Despite social workers and doctors wanting to help these teens with issues of self-esteem and depression, some parents are seeing plastic surgery as a real answer to the bully dilemma. It may be painful for the child, as names can really hurt at that young and impressionable age, but taking such an extreme measure isn’t a responsible solution. It’s like saying, “No worries, we can fix anything that they don’t like.” To accept has been replaced with to alter. We can’t fail to see that this leaves us with serious consequences for young women. And we can’t ignore the blood on our hands if we let it continue.
More than anything, plastic surgery is a band-aid on issues and anxiety that already exist. And teens will always take the band-aid instead of going through the longer (more painful) process of learning the importance of self love. Instead of learning to cope with bullying by slowly building their confidence (through academics, athletics or any hobbies that the teen might have), they dream of that day when they can just change their face. Where we should seek change from the inside out, young women are looking at change from the outside in. This kind of external perception can be detrimental to their self image as they age and come to the realization they’ll never be quite satisfied with their appearance.
Don’t get me wrong. There are two sides. I believe there is a positive side to plastic surgery (for burn victims, women who need reconstructive surgery after losing a breast to cancer, real facial deformities, etc.), but when it comes to healthy young girls, saying yes to surgery may foster a strong sense of discontent that will surface sooner or later. Sorry, Barbie, but life in plastic is not always so fantastic.
But it sure is good in the moment where you feel like you’re really taking action. Plastic surgery is change. Isn’t change supposed to be good? If this is true, then we are saying it’s okay for young girls to get breast implants and nose jobs. As we’ve seen on talk shows about people who become obsessed with plastic surgery, it becomes a real addiction. We’re arming teens with the perception, “If you don’t like it, change it.”

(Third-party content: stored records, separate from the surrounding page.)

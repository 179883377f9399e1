//! Copy and export buttons shared by the generate view and the editor

use leptos::prelude::*;
use leptos::task::spawn_local;

use crate::core::export::{ExportInput, export_html, html_filename, markdown_filename};
use crate::core::notice::COPY_FEEDBACK_MS;
use crate::ui::browser::{HTML_MIME, MARKDOWN_MIME, copy_to_clipboard, download_file};
use crate::ui::icon::{Icon, icons};
use crate::ui::notifications::{NoticeSlot, flash};

/// What the buttons act on, read at click time
#[derive(Clone, Copy)]
pub struct ArticleSource {
    pub title: Signal<String>,
    pub content: Signal<String>,
    pub video_url: Signal<String>,
    pub created_at: Signal<Option<String>>,
}

#[component]
pub fn ArticleActions(
    source: ArticleSource,
    /// Where copy/export failures are reported
    notices: NoticeSlot,
) -> impl IntoView {
    let copied = RwSignal::new(false);

    let handle_copy = move |_| {
        let content = source.content.get_untracked();
        spawn_local(async move {
            match copy_to_clipboard(&content).await {
                Ok(()) => flash(copied, COPY_FEEDBACK_MS),
                Err(e) => {
                    leptos::logging::warn!("{}", e);
                    notices.error("Could not copy to the clipboard");
                }
            }
        });
    };

    let handle_export_html = move |_| {
        let title = source.title.get_untracked();
        let content = source.content.get_untracked();
        let video_url = source.video_url.get_untracked();
        let created_at = source.created_at.get_untracked();

        let document = export_html(&ExportInput {
            content: &content,
            title: &title,
            video_url: Some(video_url.as_str()).filter(|url| !url.trim().is_empty()),
            created_at: created_at.as_deref(),
        });
        if let Err(e) = download_file(&html_filename(&title), &document, HTML_MIME) {
            leptos::logging::warn!("HTML export failed: {}", e);
            notices.error("Could not export the article");
        }
    };

    let handle_export_markdown = move |_| {
        let title = source.title.get_untracked();
        let content = source.content.get_untracked();
        if let Err(e) = download_file(&markdown_filename(&title), &content, MARKDOWN_MIME) {
            leptos::logging::warn!("Markdown export failed: {}", e);
            notices.error("Could not export the article");
        }
    };

    view! {
        <div class="flex flex-wrap items-center gap-2">
            <button class="btn-secondary" on:click=handle_copy>
                {move || {
                    if copied.get() {
                        view! {
                            <Icon name=icons::CHECK class="w-4 h-4"/>
                            <span>"Copied!"</span>
                        }
                        .into_any()
                    } else {
                        view! {
                            <Icon name=icons::COPY class="w-4 h-4"/>
                            <span>"Copy Markdown"</span>
                        }
                        .into_any()
                    }
                }}
            </button>
            <button class="btn-secondary" on:click=handle_export_html>
                <Icon name=icons::DOWNLOAD class="w-4 h-4"/>
                "Export HTML"
            </button>
            <button class="btn-secondary" on:click=handle_export_markdown>
                <Icon name=icons::FILE_TEXT class="w-4 h-4"/>
                "Export Markdown"
            </button>
        </div>
    }
}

Although money and insurance pose a roadblock for some teens who want to get surgery, some organizations are providing families with the funds to have these surgeries done. Samantha Shaw’s family, for example, reached out to the Little Baby Face Foundation for the money to get her daughter an otoplasty even though this organization’s mandate is to operate on children, free of cost, who have facial deformities. That’s right, deformities. With the cost of uniqueness being too high (getting harassed at school), plastic surgery is now a small price to pay to fit in.
This begs the question of where do we draw the line between what is really essential (due to functional problems) and what is cosmetic (just a change in appearance). Are girls now going to say that they need breast implants because they get made fun of for having boyish bodies? We’re looking down a slippery slope here. One girl gets made fun of because she has a small chest, one has a large nose, the other, elf-like ears. There must be somewhere where we can draw the line and celebrate all bodies for what they are. But first we must examine the bully culture and get to the core of this serious issue plaguing schools worldwide.
Instead of changing faces, let’s look to change our attitudes and perceptions. Cliche or not, there has not been a more relevant time to take action and put beauty back in the eye of the beholder where it belongs.